George R.R. Martin is known as a bloodthirsty writer, lopping the heads off your favourite A Song of Ice and Fire characters (sometimes quite literally) with a reckless abandon that barely gives you time to grieve before the next blood-spattered literary massacre. His latest kill may be one of his most tragic though: Martin has offed his own LiveJournal.
Martin, announcing a recent break from not-a-blogging in March 2018 to focus on The Winds of Winter, on his LiveJournal page. Image: LiveJournal
Martin’s LiveJournal page, wonderfully titled “Not a Blog”, has been operating since July 2005, perhaps the peak of the platform’s fandom reach, but what’s made it so utterly charming is how the writer has stayed there long after LiveJournal’s popularity eclipsed. Users spent the last decade flooding to the likes of Facebook, Twitter and Tumblr, but Martin was still there, LiveJournaling away.

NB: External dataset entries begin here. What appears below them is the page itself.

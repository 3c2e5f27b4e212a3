//! Per-kind artifact stores.
//!
//! The identity provider talks to one [`ArtifactStore`] per artifact kind.
//! Recognized kinds get a [`KindStore`] bound to the kind's backing table.
//! Unrecognized kind names get a [`RejectingStore`], which answers lookups
//! with "absent" and refuses every mutation.

use std::sync::Arc;

use async_trait::async_trait;
use serde_json::{Map, Value};
use tracing::{debug, instrument};

use crate::artifact::Artifact;
use crate::backend::DynBackend;
use crate::clock::Clock;
use crate::error::{StoreError, StoreResult};
use crate::grant::GrantIndex;
use crate::kind::ArtifactKind;

/// CRUD surface the identity provider uses for one artifact kind.
#[async_trait]
pub trait ArtifactStore: Send + Sync {
    /// The kind name this store was requested for.
    fn kind_name(&self) -> &str;

    /// Creates or fully replaces artifact `id`.
    ///
    /// With a non-zero `ttl_secs` the artifact expires `ttl_secs` seconds
    /// from now; otherwise it never expires via TTL.
    ///
    /// # Errors
    ///
    /// Returns an error if the grant index or the row write fails.
    async fn upsert(
        &self,
        id: &str,
        payload: Map<String, Value>,
        ttl_secs: Option<u64>,
    ) -> StoreResult<()>;

    /// Returns artifact `id`, or `None` if it is missing or expired.
    ///
    /// # Errors
    ///
    /// Returns an error if the backend call fails.
    async fn find(&self, id: &str) -> StoreResult<Option<Artifact>>;

    /// Marks artifact `id` as consumed at the current time.
    ///
    /// Consuming an already consumed artifact succeeds and keeps the first
    /// timestamp.
    ///
    /// # Errors
    ///
    /// Returns [`StoreError::NotFound`] if the artifact is missing or expired.
    async fn consume(&self, id: &str) -> StoreResult<()>;

    /// Deletes artifact `id`. Deleting a missing artifact succeeds.
    ///
    /// # Errors
    ///
    /// Returns an error if the backend call fails.
    async fn destroy(&self, id: &str) -> StoreResult<()>;
}

/// Type alias for a shareable store instance.
pub type DynStore = Arc<dyn ArtifactStore>;

// ============================================================================
// Kind store
// ============================================================================

/// Store for one recognized kind, backed by the kind's table.
pub struct KindStore {
    kind: ArtifactKind,
    table: String,
    backend: DynBackend,
    clock: Arc<dyn Clock>,
    index: GrantIndex,
}

impl KindStore {
    /// Creates a store for `kind` over `table`.
    #[must_use]
    pub fn new(
        kind: ArtifactKind,
        table: impl Into<String>,
        backend: DynBackend,
        clock: Arc<dyn Clock>,
    ) -> Self {
        let index = GrantIndex::new(backend.clone());
        Self {
            kind,
            table: table.into(),
            backend,
            clock,
            index,
        }
    }

    /// Returns the kind served by this store.
    #[must_use]
    pub fn kind(&self) -> ArtifactKind {
        self.kind
    }

    /// Returns the backing table name.
    #[must_use]
    pub fn table(&self) -> &str {
        &self.table
    }
}

#[async_trait]
impl ArtifactStore for KindStore {
    fn kind_name(&self) -> &str {
        self.kind.as_str()
    }

    #[instrument(skip(self, payload), fields(kind = %self.kind, table = %self.table))]
    async fn upsert(
        &self,
        id: &str,
        payload: Map<String, Value>,
        ttl_secs: Option<u64>,
    ) -> StoreResult<()> {
        let artifact = Artifact::new(self.kind, id, payload, self.clock.now(), ttl_secs);

        // Every stored row must already be reachable from its grant.
        if let Some(grant_id) = &artifact.grant_id {
            self.index.record(grant_id, &artifact.storage_key()).await?;
        }

        self.backend.put(&self.table, &artifact).await?;
        debug!(expires_at = ?artifact.expires_at, "Stored artifact");
        Ok(())
    }

    #[instrument(skip(self), fields(kind = %self.kind, table = %self.table))]
    async fn find(&self, id: &str) -> StoreResult<Option<Artifact>> {
        let now = self.clock.now();
        let found = self.backend.get(&self.table, id).await?;
        Ok(found.filter(|artifact| !artifact.is_expired(now)))
    }

    #[instrument(skip(self), fields(kind = %self.kind, table = %self.table))]
    async fn consume(&self, id: &str) -> StoreResult<()> {
        let now = self.clock.now();

        match self.backend.get(&self.table, id).await? {
            Some(artifact) if !artifact.is_expired(now) => {}
            _ => return Err(StoreError::not_found(self.kind.as_str(), id)),
        }

        if self.backend.mark_consumed(&self.table, id, now).await? {
            debug!(consumed = now, "Consumed artifact");
            Ok(())
        } else {
            Err(StoreError::not_found(self.kind.as_str(), id))
        }
    }

    #[instrument(skip(self), fields(kind = %self.kind, table = %self.table))]
    async fn destroy(&self, id: &str) -> StoreResult<()> {
        self.backend.delete(&self.table, id).await?;
        debug!("Destroyed artifact");
        Ok(())
    }
}

// ============================================================================
// Rejecting store
// ============================================================================

/// Store returned for kind names outside the recognized set.
///
/// Lookups resolve to absent so the identity provider can look up unknown
/// kinds safely; mutations fail with [`StoreError::UnsupportedKind`].
#[derive(Debug, Clone)]
pub struct RejectingStore {
    name: String,
}

impl RejectingStore {
    /// Creates a rejecting store for the kind `name`.
    #[must_use]
    pub fn new(name: impl Into<String>) -> Self {
        Self { name: name.into() }
    }
}

#[async_trait]
impl ArtifactStore for RejectingStore {
    fn kind_name(&self) -> &str {
        &self.name
    }

    async fn upsert(
        &self,
        _id: &str,
        _payload: Map<String, Value>,
        _ttl_secs: Option<u64>,
    ) -> StoreResult<()> {
        Err(StoreError::unsupported_kind(&self.name))
    }

    async fn find(&self, _id: &str) -> StoreResult<Option<Artifact>> {
        Ok(None)
    }

    async fn consume(&self, _id: &str) -> StoreResult<()> {
        Err(StoreError::unsupported_kind(&self.name))
    }

    async fn destroy(&self, _id: &str) -> StoreResult<()> {
        Err(StoreError::unsupported_kind(&self.name))
    }
}
//! Job models.

use serde::{Deserialize, Serialize};
use voicematch_core::catalog::{Category, VoiceGender};
use voicematch_core::types::{RecordId, Timestamp};

/// A row from the `jobs` table.
#[derive(Debug, Clone, PartialEq, Serialize, Deserialize)]
pub struct Job {
    pub id: RecordId,
    pub actor_id: RecordId,
    pub project_name: String,
    pub category: Category,
    pub character_traits: Vec<String>,
    pub language: String,
    pub accent: String,
    pub voice_gender: VoiceGender,
    pub script_url: String,
    pub estimated_length_minutes: i32,
    pub deadline: Timestamp,
    pub budget: f64,
    pub approval_process: String,
    pub submitted_at: Timestamp,
}

/// Insert payload for `jobs`. The backend assigns `id`.
#[derive(Debug, Clone, PartialEq, Serialize)]
pub struct NewJob {
    pub actor_id: RecordId,
    pub project_name: String,
    pub category: Category,
    pub character_traits: Vec<String>,
    pub language: String,
    pub accent: String,
    pub voice_gender: VoiceGender,
    pub script_url: String,
    pub estimated_length_minutes: i32,
    pub deadline: Timestamp,
    pub budget: f64,
    pub approval_process: String,
    pub submitted_at: Timestamp,
}
//! Shared entry point for the HTTP layer.

use std::sync::Arc;

use voicematch_core::media::UploadFile;
use voicematch_core::types::RecordId;
use voicematch_core::validation::RuleTable;
use voicematch_db::models::actor::VoiceActor;
use voicematch_db::models::job::Job;
use voicematch_db::DataStore;

use crate::input::{ActorInput, AudioSampleInput, JobInput};
use crate::result::SubmissionResult;
use crate::script::UploadedScript;

/// The submission workflows bound to one store and one rule table.
///
/// Cheap to clone; every submission runs on its own task with no state
/// shared beyond the store handle.
#[derive(Clone)]
pub struct Submissions {
    store: Arc<dyn DataStore>,
    rules: Arc<RuleTable>,
}

impl Submissions {
    pub fn new(store: Arc<dyn DataStore>, rules: Arc<RuleTable>) -> Self {
        Self { store, rules }
    }

    pub fn rules(&self) -> &RuleTable {
        &self.rules
    }

    pub async fn submit_actor(
        &self,
        input: ActorInput,
        picture: Option<UploadFile>,
        samples: Vec<AudioSampleInput>,
    ) -> SubmissionResult<VoiceActor> {
        crate::actor::submit_actor(self.store.as_ref(), &self.rules, input, picture, samples).await
    }

    pub async fn submit_job(&self, input: JobInput) -> SubmissionResult<Job> {
        crate::job::submit_job(self.store.as_ref(), &self.rules, input).await
    }

    pub async fn invite_actor(
        &self,
        actor_id: RecordId,
        input: JobInput,
        script: Option<UploadFile>,
    ) -> SubmissionResult<Job> {
        crate::job::invite_actor(self.store.as_ref(), &self.rules, actor_id, input, script).await
    }

    pub async fn upload_script(&self, file: UploadFile) -> SubmissionResult<UploadedScript> {
        crate::script::upload_script(self.store.as_ref(), file).await
    }
}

Hell, he was still at it after even more people abandoned the service last year in the wake of LiveJournal’s Russian owners censoring political speech. Martin remained, offering insights into his future books, or where he was at with the seemingly never-ending process of writing the latest chapter of the ASoIaF saga, The Winds of Winter.
And that, in a way, was part of the appeal of “Not a Blog”. In an age when fans can so easily engage with creators on social media platforms, the idea of having to keep up with a LiveJournal in the year of our Lord 2018 just to check in on Martin’s latest thoughts – the only place for official correspondence from him – was a bit silly. But also endearing, in the same way Martin refuses to write books on anything but an ancient computer running WordStar 4.0!
But now, 13 years later, Martin is moving on. The move was announced in a final post to LiveJournal yesterday, but the author’s “Not a Blog” will live on – now officially integrated into part of his official website. The site even made a pretty good facsimile of the original’s aesthetic!
The All-New, Not-All-That-Different Not a Blog. Image: George R.R. Martin (Not a Blog)
It’s an end of an era, indeed. But even as “Not a Blog” lives on in a slightly different form, the Beric Dondarrion of internet pages, there’s still a sadness in LiveJournal losing what might be one of its last, and most prominent, power users.